Lately, my parents said I was broody. That was how my mother described me ever since my engagement blew apart. Oh, it was nothing tragic. Just that my ex wanted children, and I didn’t.

I had come to terms with that, but she hadn’t. She said I should’ve been more upset about it. Of course, my mother didn’t want to acknowledge why I might’ve been broody. My brother, also my best friend, was dying from cancer. I gave myself a mental shake, kicking those thoughts away.

Walking down the hallway, I lifted my gaze from the floor when I heard a door open ahead. McKenna stepped out but didn’t even look up even though she walked swiftly toward me.

For a moment, I considered just letting her run into me. The hallway was narrow. After being responsible for opening the door she collided with, that didn’t seem fair. The door situation had been a genuine accident.

“McKenna.”

Her head whipped up, and her shoes scuffed on the carpet when she stopped abruptly.

“Jack!” she squeaked, her pretty silvery-blue eyes widening.

I stopped in front of her. “McKenna.” My lips curled up at the corners.

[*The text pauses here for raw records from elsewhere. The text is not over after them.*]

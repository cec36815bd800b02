//! Scenario builders shared by the pipeline tests.
#![allow(dead_code)]

use adslot_engine::config::EngineSettings;
use adslot_engine::db::{JobStore, MemoryJobStore};
use adslot_engine::models::job::NewWorkItem;
use adslot_engine::models::remote::{AdContent, AdStatus};
use adslot_engine::models::variant::VariantCatalog;
use adslot_engine::services::ads_api::AdsPlatform;
use adslot_engine::services::batcher::MutationBatcher;
use adslot_engine::services::processor::JobProcessor;
use adslot_engine::services::rate_limiter::{AdaptiveRateLimiter, RecordingSleeper, Sleeper};
use std::sync::Arc;

use crate::helpers::FakeAdsPlatform;

pub const CUSTOMER: &str = "1111111111";
pub const OTHER_CUSTOMER: &str = "2222222222";

pub struct Engine {
    pub platform: Arc<FakeAdsPlatform>,
    pub store: Arc<MemoryJobStore>,
    pub sleeper: Arc<RecordingSleeper>,
    pub processor: JobProcessor,
}

impl Engine {
    pub fn batcher(&self) -> &MutationBatcher {
        self.processor.batcher()
    }

    pub fn catalog(&self) -> &VariantCatalog {
        self.processor.catalog()
    }
}

/// Small flush threshold so buffered writes are exercised.
pub fn test_settings() -> EngineSettings {
    EngineSettings {
        status_flush_threshold: 2,
        max_concurrent_customers: 2,
        ..EngineSettings::default()
    }
}

pub fn engine() -> Engine {
    engine_with(test_settings())
}

pub fn engine_with(settings: EngineSettings) -> Engine {
    let platform = Arc::new(FakeAdsPlatform::new());
    let store = Arc::new(MemoryJobStore::new());
    let sleeper = Arc::new(RecordingSleeper::new());

    let batcher = MutationBatcher::new(
        platform.clone() as Arc<dyn AdsPlatform>,
        Arc::new(AdaptiveRateLimiter::new(settings.rate_limiter.clone())),
        sleeper.clone() as Arc<dyn Sleeper>,
        settings.retry.clone(),
        settings.batcher_settings(),
    );
    let processor = JobProcessor::new(
        store.clone() as Arc<dyn JobStore>,
        Arc::new(batcher),
        Arc::new(VariantCatalog::builtin()),
        settings,
    );

    Engine {
        platform,
        store,
        sleeper,
        processor,
    }
}

/// Text of an ordinary (unmarked) ad.
pub fn baseline_content(n: u32) -> AdContent {
    AdContent {
        headlines: vec![
            format!("Running Shoes {n}"),
            "Free Shipping".to_string(),
            "Order Today".to_string(),
            "Top Brands".to_string(),
        ],
        descriptions: vec![format!("Shoes for every run, model {n}."), "Easy returns.".to_string()],
        final_urls: vec![format!("https://shop.example/shoes/{n}")],
        path1: "shoes".to_string(),
        path2: String::new(),
    }
}

pub fn work_item(customer_id: &str, group_id: &str, variant: &str) -> NewWorkItem {
    NewWorkItem {
        customer_id: customer_id.to_string(),
        group_id: group_id.to_string(),
        campaign_id: Some("900".to_string()),
        campaign_name: Some("Shoes".to_string()),
        variant_name: variant.to_string(),
    }
}

/// G1 (101) full of protected ads, G2 (102) full with a paused other-variant
/// ad whose done label it carries, G3 (103) already done for black friday.
pub fn seed_three_groups(platform: &FakeAdsPlatform) {
    for n in 1..=3 {
        platform.add_ad(CUSTOMER, "101", AdStatus::Enabled, baseline_content(n), &[]);
    }

    platform.add_ad(CUSTOMER, "102", AdStatus::Enabled, baseline_content(4), &[]);
    platform.add_ad(CUSTOMER, "102", AdStatus::Enabled, baseline_content(5), &[]);
    platform.add_ad(CUSTOMER, "102", AdStatus::Paused, baseline_content(6), &["THEME_CM"]);
    platform.add_group_label(CUSTOMER, "102", "THEME_CM_DONE");

    platform.add_ad(CUSTOMER, "103", AdStatus::Enabled, baseline_content(7), &[]);
    platform.add_group_label(CUSTOMER, "103", "THEME_BF_DONE");
}

pub fn three_group_items() -> Vec<NewWorkItem> {
    ["101", "102", "103"]
        .iter()
        .map(|g| work_item(CUSTOMER, g, "black_friday"))
        .collect()
}

/// `count` groups starting at `first_group`, each with one enabled baseline ad.
pub fn seed_simple_groups(platform: &FakeAdsPlatform, customer_id: &str, first_group: u32, count: u32) -> Vec<String> {
    (0..count)
        .map(|i| {
            let group = (first_group + i).to_string();
            platform.add_ad(customer_id, &group, AdStatus::Enabled, baseline_content(i), &[]);
            group
        })
        .collect()
}
use async_trait::async_trait;
use chrono::Utc;
use std::collections::HashMap;
use std::sync::atomic::{AtomicBool, Ordering};
use tokio::sync::Mutex;
use uuid::Uuid;

use super::store::{check_transition, JobStore, StoreError, RECENT_FAILURES};
use crate::models::job::{
    ItemStatus, ItemUpdate, Job, JobStatus, JobSummary, NewWorkItem, WorkItem,
};

#[derive(Default)]
struct Tables {
    jobs: HashMap<Uuid, Job>,
    items: HashMap<Uuid, Vec<WorkItem>>,
    next_item_id: i64,
}

/// In-process job store for tests and dry runs.
#[derive(Default)]
pub struct MemoryJobStore {
    tables: Mutex<Tables>,
    unavailable: AtomicBool,
}

impl MemoryJobStore {
    #[must_use]
    pub fn new() -> Self {
        Self::default()
    }

    /// Make every call fail as if the database were unreachable.
    pub fn set_unavailable(&self, unavailable: bool) {
        self.unavailable.store(unavailable, Ordering::SeqCst);
    }

    /// All items of a job, in creation order.
    pub async fn items(&self, job_id: Uuid) -> Vec<WorkItem> {
        self.tables
            .lock()
            .await
            .items
            .get(&job_id)
            .cloned()
            .unwrap_or_default()
    }

    fn check_available(&self) -> Result<(), StoreError> {
        if self.unavailable.load(Ordering::SeqCst) {
            Err(StoreError::Database(sqlx::Error::PoolTimedOut))
        } else {
            Ok(())
        }
    }
}

fn recount(job: &mut Job, items: &[WorkItem]) {
    let count = |status: ItemStatus| items.iter().filter(|i| i.status == status).count() as i64;
    job.total_items = items.len() as i64;
    job.succeeded_items = count(ItemStatus::Successful);
    job.failed_items = count(ItemStatus::Failed);
    job.skipped_items = count(ItemStatus::Skipped);
}

#[async_trait]
impl JobStore for MemoryJobStore {
    async fn create_job(
        &self,
        items: &[NewWorkItem],
        batch_size: i32,
        is_repair: bool,
    ) -> Result<Job, StoreError> {
        self.check_available()?;
        let mut tables = self.tables.lock().await;

        let job_id = Uuid::new_v4();
        let mut rows = Vec::with_capacity(items.len());
        for item in items {
            tables.next_item_id += 1;
            rows.push(WorkItem {
                id: tables.next_item_id,
                job_id,
                customer_id: item.customer_id.clone(),
                group_id: item.group_id.clone(),
                campaign_id: item.campaign_id.clone(),
                campaign_name: item.campaign_name.clone(),
                variant_name: item.variant_name.clone(),
                status: ItemStatus::Pending,
                result_resource: None,
                error: None,
                processed_at: None,
            });
        }

        let mut job = Job {
            id: job_id,
            status: JobStatus::Pending,
            batch_size,
            is_repair,
            total_items: 0,
            succeeded_items: 0,
            failed_items: 0,
            skipped_items: 0,
            created_at: Utc::now(),
            started_at: None,
            completed_at: None,
            error_message: None,
        };
        recount(&mut job, &rows);

        tables.jobs.insert(job_id, job.clone());
        tables.items.insert(job_id, rows);
        Ok(job)
    }

    async fn get_job(&self, job_id: Uuid) -> Result<Job, StoreError> {
        self.check_available()?;
        let tables = self.tables.lock().await;
        tables
            .jobs
            .get(&job_id)
            .cloned()
            .ok_or(StoreError::NotFound(job_id))
    }

    async fn get_job_status(&self, job_id: Uuid) -> Result<JobSummary, StoreError> {
        self.check_available()?;
        let tables = self.tables.lock().await;
        let job = tables
            .jobs
            .get(&job_id)
            .cloned()
            .ok_or(StoreError::NotFound(job_id))?;

        let mut failures: Vec<WorkItem> = tables
            .items
            .get(&job_id)
            .map(|items| {
                items
                    .iter()
                    .filter(|i| i.status == ItemStatus::Failed)
                    .cloned()
                    .collect()
            })
            .unwrap_or_default();
        failures.sort_by(|a, b| b.processed_at.cmp(&a.processed_at).then(b.id.cmp(&a.id)));
        failures.truncate(RECENT_FAILURES as usize);

        Ok(JobSummary {
            pending_items: job.pending_items(),
            job,
            recent_failures: failures,
        })
    }

    async fn get_pending_items(&self, job_id: Uuid) -> Result<Vec<WorkItem>, StoreError> {
        self.check_available()?;
        let tables = self.tables.lock().await;
        if !tables.jobs.contains_key(&job_id) {
            return Err(StoreError::NotFound(job_id));
        }
        Ok(tables
            .items
            .get(&job_id)
            .map(|items| {
                items
                    .iter()
                    .filter(|i| i.status == ItemStatus::Pending)
                    .cloned()
                    .collect()
            })
            .unwrap_or_default())
    }

    async fn batch_update_items(&self, job_id: Uuid, updates: &[ItemUpdate]) -> Result<u64, StoreError> {
        self.check_available()?;
        let mut guard = self.tables.lock().await;
        let tables = &mut *guard;
        let job = tables.jobs.get_mut(&job_id).ok_or(StoreError::NotFound(job_id))?;
        let items = tables.items.entry(job_id).or_default();

        let now = Utc::now();
        let by_id: HashMap<i64, &ItemUpdate> = updates
            .iter()
            .filter(|u| u.status.is_terminal())
            .map(|u| (u.item_id, u))
            .collect();

        let mut changed = 0;
        for item in items.iter_mut() {
            if item.status != ItemStatus::Pending {
                continue;
            }
            if let Some(update) = by_id.get(&item.id) {
                item.status = update.status;
                item.result_resource = update.result_resource.clone();
                item.error = update.error.clone();
                item.processed_at = Some(now);
                changed += 1;
            }
        }

        recount(job, items);
        Ok(changed)
    }

    async fn update_job_status(
        &self,
        job_id: Uuid,
        status: JobStatus,
        error_message: Option<&str>,
    ) -> Result<Job, StoreError> {
        self.check_available()?;
        let mut tables = self.tables.lock().await;
        let job = tables.jobs.get_mut(&job_id).ok_or(StoreError::NotFound(job_id))?;
        check_transition(job.status, status)?;

        let now = Utc::now();
        match status {
            JobStatus::Running => job.started_at = Some(now),
            JobStatus::Completed | JobStatus::Failed => job.completed_at = Some(now),
            _ => {}
        }
        if status == JobStatus::Running {
            job.error_message = None;
        }
        if let Some(message) = error_message {
            job.error_message = Some(message.to_string());
        }
        job.status = status;
        Ok(job.clone())
    }

    async fn list_jobs(&self, limit: i64) -> Result<Vec<Job>, StoreError> {
        self.check_available()?;
        let tables = self.tables.lock().await;
        let mut jobs: Vec<Job> = tables.jobs.values().cloned().collect();
        jobs.sort_by(|a, b| b.created_at.cmp(&a.created_at));
        jobs.truncate(limit.max(0) as usize);
        Ok(jobs)
    }

    async fn next_runnable_job(&self) -> Result<Option<Job>, StoreError> {
        self.check_available()?;
        let tables = self.tables.lock().await;
        Ok(tables
            .jobs
            .values()
            .filter(|j| j.status == JobStatus::Pending)
            .min_by_key(|j| j.created_at)
            .cloned())
    }

    async fn delete_job(&self, job_id: Uuid) -> Result<(), StoreError> {
        self.check_available()?;
        let mut tables = self.tables.lock().await;
        tables.jobs.remove(&job_id).ok_or(StoreError::NotFound(job_id))?;
        tables.items.remove(&job_id);
        Ok(())
    }
}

She blinked up at me. “What are you doing?”

“Well, right this second, I’m walking to the cafeteria to get some coffee and breakfast before the ferry docks. You?”

McKenna peered around my shoulder and gave me a sheepish smile when she looked back at me. “I went the wrong way. I get turned around in here.”

“Shall we go to breakfast together, then?”

She smiled and turned to walk beside me.

A full twenty minutes later, I realized my mistake. Spending time near McKenna created a drumbeat of need inside me.

All the while, I kept recalling her comment about people wanting her for her family’s money. I recognized the flash of uncertainty flickering in her eyes and wanted her to forget that.

At some point, a few hours later, we docked at Diamond Creek, Alaska. Cars rolled off the ferry, and I saw McKenna standing in the parking area. There was a man nearby. Her hand was curled around the hem of her shirt, her thumb and forefinger sliding back and forth nervously. I was waiting for my cousin to pick me up.

For different reasons, I felt drawn toward McKenna. I didn’t like the uncertainty she exuded. I also didn’t like how the man nearby looked at her. A woman stood with him, and her expression was tight, haughty almost.

When I stopped beside McKenna and her eyes met mine, I said, “Hey, sweetheart.”

Her eyes widened slightly, but she went with it. “Hey.” Her tone was a little forced, as was her smile. Fuck it, I was in this.

The man glanced back and forth between us curiously while the woman narrowed her eyes. “Who are you?” she asked as I slid my arm around McKenna’s waist.

I gave them a cursory glance. “Jack Hamilton.” I could feel the tension emanating from McKenna. I didn’t know the details, but I knew this man had hurt her. He also sure as hell didn’t like my presence.

“Who is McKenna to you? I’ve never seen you,” the guy said.

“I don’t see why that matters.” With a glance down at McKenna, I slid my arm more fully around her waist and bent low. I meant to kiss her briefly in order to make some kind of point. Usually, I thought things through, but McKenna’s presence and feeling her distress wiped any capacity for critical thought away.

The second my lips met hers, it was as if a lightning bolt had struck between us. Electricity sizzled through the air. Her lips were soft, and she let out a startled little gasp.

I needed more. I angled my head to the side and decided to make this count. When McKenna let out another sigh, her lips parted just enough for me to tease my tongue into her mouth, twining with hers as I stepped closer and slid my hand into her hair.

For the next moment, I forgot everything but her. She tasted sweet, a little bit like sugar. I could feel the soft give of her breasts as she arched up against me. I dove into our kiss, taking deep sips from her mouth before someone clearing their throat snapped into my awareness.

I lifted my head, opening my eyes to see McKenna’s surprised, hazy gaze. “Nice to see you, sweetheart,” I murmured.

“Well, that was a bit much,” the woman said sharply.